Tuesday, December 29, 2009

Cell-ebrate the Memories

Your cells, all of them, not just the ones in your brain, retain memories. I know, it sounds like fiction. I wouldn’t believe it either if I were you. I mean, how could they remember your favorite tastes, your nervous habits, and your most vivid memories? And yet, it might not all be science fiction. Cellular memory is a popular theory, not merely confined to the pages of Stephen King novels.

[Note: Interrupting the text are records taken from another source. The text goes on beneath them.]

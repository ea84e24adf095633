//! Core building blocks: image trimming/resizing/padding pipeline and save helpers,
//! certificate name matching, and CSS substitution rules. These are internal
//! primitives consumed by the high-level `api` module.
pub mod params;
pub mod processing;
pub mod rename;
pub mod rewrite;
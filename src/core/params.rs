use std::path::{Path, PathBuf};

use serde::{Deserialize, Serialize};
use serde::de::DeserializeOwned;

use crate::error::Result;
use crate::types::{Dimensions, ResizeFilter, RewriteRuleKind};

pub const DEFAULT_TRIM_TOLERANCE: u8 = 10;
pub const DEFAULT_JPEG_QUALITY: u8 = 95;
pub const DEFAULT_BORDER_RADIUS_VAR: &str = "border-radius-md";
pub const DEFAULT_DARK_HOVER_VAR: &str = "dark-primary-hover-color";

/// Parameters of the icon normalization pass, suitable for config files
#[derive(Debug, Clone, PartialEq, Serialize, Deserialize)]
#[serde(default)]
pub struct ResizeParams {
    /// Reference image; a bare relative path is resolved inside the processed directory
    pub reference: Option<PathBuf>,
    /// Explicit target size, takes precedence over `reference`
    pub target: Option<Dimensions>,
    /// Trim near-white/transparent borders before fitting
    pub trim: bool,
    pub trim_tolerance: u8,
    pub filter: ResizeFilter,
    pub jpeg_quality: u8,
    pub dry_run: bool,
}

impl Default for ResizeParams {
    fn default() -> Self {
        Self {
            reference: None,
            target: None,
            trim: false,
            trim_tolerance: DEFAULT_TRIM_TOLERANCE,
            filter: ResizeFilter::Lanczos3,
            jpeg_quality: DEFAULT_JPEG_QUALITY,
            dry_run: false,
        }
    }
}

/// Parameters of the certificate renaming pass
#[derive(Debug, Clone, Default, PartialEq, Serialize, Deserialize)]
#[serde(default)]
pub struct RenameParams {
    /// Require the date prefix to be a real `YYYYMMDD` calendar date
    pub validate_dates: bool,
    pub dry_run: bool,
}

/// Which substitution a rewrite pass applies
#[derive(Debug, Clone, PartialEq, Serialize, Deserialize)]
#[serde(tag = "kind", rename_all = "kebab-case")]
pub enum RewriteRuleSpec {
    /// Built-in rule; `variable` overrides the CSS custom property name (without `--`)
    Builtin {
        rule: RewriteRuleKind,
        #[serde(default)]
        variable: Option<String>,
    },
    Custom {
        pattern: String,
        replacement: String,
    },
}

impl Default for RewriteRuleSpec {
    fn default() -> Self {
        RewriteRuleSpec::Builtin {
            rule: RewriteRuleKind::BorderRadius,
            variable: None,
        }
    }
}

/// Parameters of the CSS rewriting pass
#[derive(Debug, Clone, PartialEq, Serialize, Deserialize)]
#[serde(default)]
pub struct RewriteParams {
    pub rule: RewriteRuleSpec,
    /// Explicit file list; when empty, `root` is walked instead
    pub files: Vec<PathBuf>,
    pub root: Option<PathBuf>,
    /// Extension collected when walking `root`
    pub extension: String,
    pub dry_run: bool,
}

impl Default for RewriteParams {
    fn default() -> Self {
        Self {
            rule: RewriteRuleSpec::default(),
            files: Vec::new(),
            root: None,
            extension: "css".to_string(),
            dry_run: false,
        }
    }
}

/// Load any of the parameter structs from a JSON file
pub fn load_params<T: DeserializeOwned>(path: &Path) -> Result<T> {
    let text = std::fs::read_to_string(path)?;
    Ok(serde_json::from_str(&text)?)
}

I’m with you on this one, I like to stay on the side of caution. And I don’t believe everything I hear. It’s just that some transplant patients have such weird experiences after transplant that they have no other explanation. Take the 29-year-old lesbian who was a fast food junkie and received a heart from a 19-year-old female vegetarian who was self-proclaimed “man crazy.” All of a sudden after transplant, the recipient started reporting that meat made her sick and she was no longer attracted to women. In fact, she became engaged to marry a man.

OK, that one makes sense. She got a new heart and we all know that’s the seat of love. Nothing could’ve changed that. But then look at the story of Claire Sylvia, probably the most famous of the cellular memory stories. Claire was a healthy, active dancer before she received her heart-lung transplant. Then all of a sudden Claire began having peculiar changes like cravings for beer and chicken nuggets. Later, Claire found out that these were favorites of her donor and that he even had chicken nuggets in his jacket pocket when he died in a motorcycle accident.

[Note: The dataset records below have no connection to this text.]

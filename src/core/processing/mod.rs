pub mod padding;
pub mod pipeline;
pub mod resize;
pub mod save;
pub mod trim;
use thiserror::Error;

/// Application-specific errors for the CLI
#[derive(Debug, Error)]
pub enum AppError {
    #[error("Invalid size parameter: {size}. Must be WIDTHxHEIGHT with positive sides")]
    InvalidSize { size: String },

    #[error("JPEG quality must be between 1 and 100, got: {quality}")]
    InvalidQuality { quality: u8 },

    #[error("Missing required argument: {arg}")]
    MissingArgument { arg: String },

    #[error(transparent)]
    Sitekit(#[from] sitekit::Error),
}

See, that one’s a little weird and it makes you start to think if this stuff is real or just the beginning of the plot to a really bad horror film. I mean maybe all that fried food started to get to her donor’s heart, clogging those arteries with memories of Denny’s. I’m really not sure. And we haven’t even gotten to the freakiest story yet, where an eight-year-old girl received the heart of a ten-year-old who had been murdered. After the transplant, the recipient started having horrible nightmares of a man murdering her donor. The dreams became so traumatic that she went to a psychiatrist and then to the police to seek help. According to the psychiatrist, “…using the description from the little girl, they found the murderer. He was easily convicted with the evidence the patient provided. The time, weapon, place, clothes he wore, what the little girl he killed had said to him…everything the little heart transplant recipient had reported was completely accurate.”

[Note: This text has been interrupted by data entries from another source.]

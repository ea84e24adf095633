//! Regular-expression substitution rules for CSS files.
use std::borrow::Cow;

use once_cell::sync::Lazy;
use regex::{Captures, Regex, RegexBuilder};

use crate::core::params::{DEFAULT_BORDER_RADIUS_VAR, DEFAULT_DARK_HOVER_VAR, RewriteRuleSpec};
use crate::error::{Error, Result};
use crate::types::RewriteRuleKind;

static CSS_VARIABLE: Lazy<Regex> =
    Lazy::new(|| Regex::new(r"^[A-Za-z0-9_-]+$").expect("variable pattern is valid"));

const BORDER_RADIUS_PATTERN: &str = r"border-radius:\s*[^;]+;";
const DARK_HOVER_PATTERN: &str =
    r"(body\.dark-theme\s+[^:]+:hover\s*\{\s*[^}]*?)background-color:\s*var\(--[^)]+\);";

/// A compiled pattern together with its replacement template
#[derive(Clone, Debug)]
pub struct RewriteRule {
    pub name: String,
    pattern: Regex,
    replacement: String,
}

/// Outcome of applying a rule to one text
#[derive(Debug)]
pub struct Rewritten<'a> {
    pub content: Cow<'a, str>,
    pub matches: usize,
}

impl Rewritten<'_> {
    pub fn changed(&self) -> bool {
        matches!(self.content, Cow::Owned(_))
    }
}

fn css_variable(variable: Option<&str>, default: &str) -> Result<String> {
    let name = variable.unwrap_or(default).trim_start_matches("--");
    if !CSS_VARIABLE.is_match(name) {
        return Err(Error::InvalidArgument {
            arg: "variable",
            value: name.to_string(),
        });
    }
    Ok(name.to_string())
}

impl RewriteRule {
    pub fn custom(name: impl Into<String>, pattern: &str, replacement: impl Into<String>) -> Result<Self> {
        Ok(Self {
            name: name.into(),
            pattern: Regex::new(pattern)?,
            replacement: replacement.into(),
        })
    }

    /// Every `border-radius` declaration becomes `border-radius: var(--<variable>);`
    pub fn border_radius(variable: Option<&str>) -> Result<Self> {
        let var = css_variable(variable, DEFAULT_BORDER_RADIUS_VAR)?;
        Ok(Self {
            name: RewriteRuleKind::BorderRadius.to_string(),
            pattern: Regex::new(BORDER_RADIUS_PATTERN)?,
            replacement: format!("border-radius: var(--{var});"),
        })
    }

    /// The first `background-color: var(--…)` inside each
    /// `body.dark-theme … :hover { … }` block points at `--<variable>`.
    pub fn dark_hover(variable: Option<&str>) -> Result<Self> {
        let var = css_variable(variable, DEFAULT_DARK_HOVER_VAR)?;
        let pattern = RegexBuilder::new(DARK_HOVER_PATTERN)
            .dot_matches_new_line(true)
            .build()?;
        Ok(Self {
            name: RewriteRuleKind::DarkHover.to_string(),
            pattern,
            replacement: format!("${{1}}background-color: var(--{var});"),
        })
    }

    pub fn builtin(kind: RewriteRuleKind, variable: Option<&str>) -> Result<Self> {
        match kind {
            RewriteRuleKind::BorderRadius => Self::border_radius(variable),
            RewriteRuleKind::DarkHover => Self::dark_hover(variable),
        }
    }

    pub fn from_spec(spec: &RewriteRuleSpec) -> Result<Self> {
        match spec {
            RewriteRuleSpec::Builtin { rule, variable } => Self::builtin(*rule, variable.as_deref()),
            RewriteRuleSpec::Custom {
                pattern,
                replacement,
            } => Self::custom("Custom", pattern, replacement.as_str()),
        }
    }

    /// Substitute every match in one scan. `content` is borrowed back when the
    /// result is byte-identical, even if the pattern matched.
    pub fn apply<'a>(&self, content: &'a str) -> Rewritten<'a> {
        let mut matches = 0;
        let replaced = self.pattern.replace_all(content, |caps: &Captures<'_>| {
            matches += 1;
            let mut dst = String::new();
            caps.expand(&self.replacement, &mut dst);
            dst
        });
        let content = match replaced {
            Cow::Owned(text) if text != content => Cow::Owned(text),
            _ => Cow::Borrowed(content),
        };
        Rewritten { content, matches }
    }
}

#[cfg(test)]
mod tests {
    use super::*;

    #[test]
    fn border_radius_is_unified() {
        let rule = RewriteRule::border_radius(None).unwrap();
        let css = ".card { border-radius: 8px; }\n.btn{border-radius:4px 4px 0 0;}";
        let out = rule.apply(css);
        assert_eq!(out.matches, 2);
        assert!(out.changed());
        assert_eq!(
            out.content,
            ".card { border-radius: var(--border-radius-md); }\n.btn{border-radius: var(--border-radius-md);}"
        );
    }

    #[test]
    fn already_unified_file_is_unchanged() {
        let rule = RewriteRule::border_radius(None).unwrap();
        let css = "a { border-radius: var(--border-radius-md); }";
        let out = rule.apply(css);
        assert_eq!(out.matches, 1);
        assert!(!out.changed());
    }

    #[test]
    fn custom_variable_name() {
        let rule = RewriteRule::border_radius(Some("--radius-lg")).unwrap();
        let out = rule.apply("a{border-radius: 50%;}");
        assert_eq!(out.content, "a{border-radius: var(--radius-lg);}");
        assert!(RewriteRule::border_radius(Some("bad name;")).is_err());
    }

    #[test]
    fn dark_hover_spans_lines() {
        let rule = RewriteRule::dark_hover(None).unwrap();
        let css = "body.dark-theme .nav a:hover {\n    color: #fff;\n    background-color: var(--dark-accent);\n}\n\
                   body.dark-theme .nav a {\n    background-color: var(--dark-bg);\n}\n";
        let out = rule.apply(css);
        assert_eq!(out.matches, 1);
        assert_eq!(
            out.content,
            "body.dark-theme .nav a:hover {\n    color: #fff;\n    background-color: var(--dark-primary-hover-color);\n}\n\
             body.dark-theme .nav a {\n    background-color: var(--dark-bg);\n}\n"
        );
    }

    #[test]
    fn dark_hover_ignores_literal_colours_and_other_blocks() {
        let rule = RewriteRule::dark_hover(None).unwrap();
        let css = "body.dark-theme .btn:hover { background-color: #333; }\n.btn:hover { background-color: var(--x); }";
        let out = rule.apply(css);
        assert_eq!(out.matches, 0);
        assert!(!out.changed());
    }

    #[test]
    fn custom_rule_uses_groups() {
        let rule = RewriteRule::custom("Custom", r"color:\s*(\w+);", "color: var(--$1);").unwrap();
        assert_eq!(rule.apply("p{color: red;}").content, "p{color: var(--red);}");
        assert!(RewriteRule::custom("Custom", "(", "").is_err());
    }
}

Besides having the world’s worse defense attorney, that story really makes you quiver. If I was a donor, what would my organs remember of me? Would it be my calm attitude, a love of pizza, or all the TV I watch? As far as I can tell my new liver didn’t bring any new memories with it. And so I’m not sold on cellular memory. They say the best way to live after death is to donate your organs. And perhaps that’s not as fictitious as we all once thought.